#### Task directions
Write out every record again, exactly.

#### Source material
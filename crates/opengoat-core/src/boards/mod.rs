//! Shared task board: sqlite-backed boards and tasks with manager/owner
//! enforcement on creation, assignment, and status transitions.

mod model;
mod store;

pub use model::{
    Board, CreateTaskOptions, ListBoardsOptions, ListTasksOptions, Task, TaskNote, TaskStatus,
    DEFAULT_PROJECT,
};
pub use store::BoardStore;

#### Output below
filename crates/opengoat-core/src/boards/mod.rs
//! Shared task board: sqlite-backed boards and tasks with manager/owner
//! enforcement on creation, assignment, and status transitions.

mod model;
mod store;

pub use model::{
    Board, CreateTaskOptions, ListBoardsOptions, ListTasksOptions, Task, TaskNote, TaskStatus,
    DEFAULT_PROJECT,
};
pub use store::BoardStore;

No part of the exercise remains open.